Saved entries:
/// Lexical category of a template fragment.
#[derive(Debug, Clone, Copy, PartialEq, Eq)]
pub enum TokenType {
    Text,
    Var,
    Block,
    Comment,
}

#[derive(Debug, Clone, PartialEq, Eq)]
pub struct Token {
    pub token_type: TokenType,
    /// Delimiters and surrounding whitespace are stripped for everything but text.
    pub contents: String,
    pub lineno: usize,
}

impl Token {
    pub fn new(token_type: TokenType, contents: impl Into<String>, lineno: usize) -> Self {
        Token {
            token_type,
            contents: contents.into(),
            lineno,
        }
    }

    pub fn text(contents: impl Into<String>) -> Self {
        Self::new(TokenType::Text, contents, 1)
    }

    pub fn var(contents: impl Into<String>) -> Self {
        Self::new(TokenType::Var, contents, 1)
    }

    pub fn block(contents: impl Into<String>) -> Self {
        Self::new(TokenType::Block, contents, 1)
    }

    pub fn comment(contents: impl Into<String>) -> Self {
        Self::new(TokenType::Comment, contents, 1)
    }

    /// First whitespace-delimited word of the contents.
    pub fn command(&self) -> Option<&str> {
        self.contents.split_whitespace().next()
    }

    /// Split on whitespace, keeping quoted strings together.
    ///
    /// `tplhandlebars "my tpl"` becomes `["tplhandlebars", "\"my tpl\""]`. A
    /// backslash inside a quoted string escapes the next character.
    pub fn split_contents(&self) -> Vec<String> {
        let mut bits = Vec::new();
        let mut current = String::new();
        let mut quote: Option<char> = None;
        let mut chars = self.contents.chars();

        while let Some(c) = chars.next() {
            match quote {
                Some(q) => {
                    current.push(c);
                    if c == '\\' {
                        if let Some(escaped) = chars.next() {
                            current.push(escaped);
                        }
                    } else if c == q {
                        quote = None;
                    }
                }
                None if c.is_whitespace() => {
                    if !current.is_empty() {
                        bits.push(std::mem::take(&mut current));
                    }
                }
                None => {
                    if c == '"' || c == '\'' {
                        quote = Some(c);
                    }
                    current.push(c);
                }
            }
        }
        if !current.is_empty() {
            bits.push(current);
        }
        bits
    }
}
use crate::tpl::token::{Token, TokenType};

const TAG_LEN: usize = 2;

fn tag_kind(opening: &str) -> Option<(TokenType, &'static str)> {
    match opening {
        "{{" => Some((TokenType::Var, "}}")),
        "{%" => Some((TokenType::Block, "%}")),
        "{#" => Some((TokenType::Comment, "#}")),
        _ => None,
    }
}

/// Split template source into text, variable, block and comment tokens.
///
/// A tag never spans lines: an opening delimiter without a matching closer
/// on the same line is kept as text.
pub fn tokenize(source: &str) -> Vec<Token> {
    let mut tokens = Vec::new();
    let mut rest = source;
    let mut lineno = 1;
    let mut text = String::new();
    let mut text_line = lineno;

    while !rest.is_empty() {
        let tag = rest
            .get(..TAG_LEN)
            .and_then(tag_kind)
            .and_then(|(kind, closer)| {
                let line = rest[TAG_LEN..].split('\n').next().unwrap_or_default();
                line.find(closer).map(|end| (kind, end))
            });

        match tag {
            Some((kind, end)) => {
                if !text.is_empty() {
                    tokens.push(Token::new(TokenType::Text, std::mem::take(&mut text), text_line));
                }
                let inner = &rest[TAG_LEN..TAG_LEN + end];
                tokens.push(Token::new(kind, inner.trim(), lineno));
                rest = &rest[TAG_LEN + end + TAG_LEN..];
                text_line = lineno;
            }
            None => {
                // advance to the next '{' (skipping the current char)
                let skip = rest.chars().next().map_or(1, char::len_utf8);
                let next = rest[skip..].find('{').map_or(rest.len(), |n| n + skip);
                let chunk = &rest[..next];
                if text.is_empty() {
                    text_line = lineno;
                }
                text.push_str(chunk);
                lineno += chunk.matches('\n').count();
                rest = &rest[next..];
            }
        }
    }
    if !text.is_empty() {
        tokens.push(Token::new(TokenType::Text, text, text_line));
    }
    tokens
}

• TASK INSTRUCTIONS
Transcribe each entry precisely, missing none.

• OUTPUT BELOW
/// Lexical category of a template fragment.
#[derive(Debug, Clone, Copy, PartialEq, Eq)]
pub enum TokenType {
    Text,
    Var,
    Block,
    Comment,
}

#[derive(Debug, Clone, PartialEq, Eq)]
pub struct Token {
    pub token_type: TokenType,
    /// Delimiters and surrounding whitespace are stripped for everything but text.
    pub contents: String,
    pub lineno: usize,
}

impl Token {
    pub fn new(token_type: TokenType, contents: impl Into<String>, lineno: usize) -> Self {
        Token {
            token_type,
            contents: contents.into(),
            lineno,
        }
    }

    pub fn text(contents: impl Into<String>) -> Self {
        Self::new(TokenType::Text, contents, 1)
    }

    pub fn var(contents: impl Into<String>) -> Self {
        Self::new(TokenType::Var, contents, 1)
    }

    pub fn block(contents: impl Into<String>) -> Self {
        Self::new(TokenType::Block, contents, 1)
    }

    pub fn comment(contents: impl Into<String>) -> Self {
        Self::new(TokenType::Comment, contents, 1)
    }

    /// First whitespace-delimited word of the contents.
    pub fn command(&self) -> Option<&str> {
        self.contents.split_whitespace().next()
    }

    /// Split on whitespace, keeping quoted strings together.
    ///
    /// `tplhandlebars "my tpl"` becomes `["tplhandlebars", "\"my tpl\""]`. A
    /// backslash inside a quoted string escapes the next character.
    pub fn split_contents(&self) -> Vec<String> {
        let mut bits = Vec::new();
        let mut current = String::new();
        let mut quote: Option<char> = None;
        let mut chars = self.contents.chars();

        while let Some(c) = chars.next() {
            match quote {
                Some(q) => {
                    current.push(c);
                    if c == '\\' {
                        if let Some(escaped) = chars.next() {
                            current.push(escaped);
                        }
                    } else if c == q {
                        quote = None;
                    }
                }
                None if c.is_whitespace() => {
                    if !current.is_empty() {
                        bits.push(std::mem::take(&mut current));
                    }
                }
                None => {
                    if c == '"' || c == '\'' {
                        quote = Some(c);
                    }
                    current.push(c);
                }
            }
        }
        if !current.is_empty() {
            bits.push(current);
        }
        bits
    }
}
use crate::tpl::token::{Token, TokenType};

const TAG_LEN: usize = 2;

fn tag_kind(opening: &str) -> Option<(TokenType, &'static str)> {
    match opening {
        "{{" => Some((TokenType::Var, "}}")),
        "{%" => Some((TokenType::Block, "%}")),
        "{#" => Some((TokenType::Comment, "#}")),
        _ => None,
    }
}

/// Split template source into text, variable, block and comment tokens.
///
/// A tag never spans lines: an opening delimiter without a matching closer
/// on the same line is kept as text.
pub fn tokenize(source: &str) -> Vec<Token> {
    let mut tokens = Vec::new();
    let mut rest = source;
    let mut lineno = 1;
    let mut text = String::new();
    let mut text_line = lineno;

    while !rest.is_empty() {
        let tag = rest
            .get(..TAG_LEN)
            .and_then(tag_kind)
            .and_then(|(kind, closer)| {
                let line = rest[TAG_LEN..].split('\n').next().unwrap_or_default();
                line.find(closer).map(|end| (kind, end))
            });

        match tag {
            Some((kind, end)) => {
                if !text.is_empty() {
                    tokens.push(Token::new(TokenType::Text, std::mem::take(&mut text), text_line));
                }
                let inner = &rest[TAG_LEN..TAG_LEN + end];
                tokens.push(Token::new(kind, inner.trim(), lineno));
                rest = &rest[TAG_LEN + end + TAG_LEN..];
                text_line = lineno;
            }
            None => {
                // advance to the next '{' (skipping the current char)
                let skip = rest.chars().next().map_or(1, char::len_utf8);
                let next = rest[skip..].find('{').map_or(rest.len(), |n| n + skip);
                let chunk = &rest[..next];
                if text.is_empty() {
                    text_line = lineno;
                }
                text.push_str(chunk);
                lineno += chunk.matches('\n').count();
                rest = &rest[next..];
            }
        }
    }
    if !text.is_empty() {
        tokens.push(Token::new(TokenType::Text, text, text_line));
    }
    tokens
}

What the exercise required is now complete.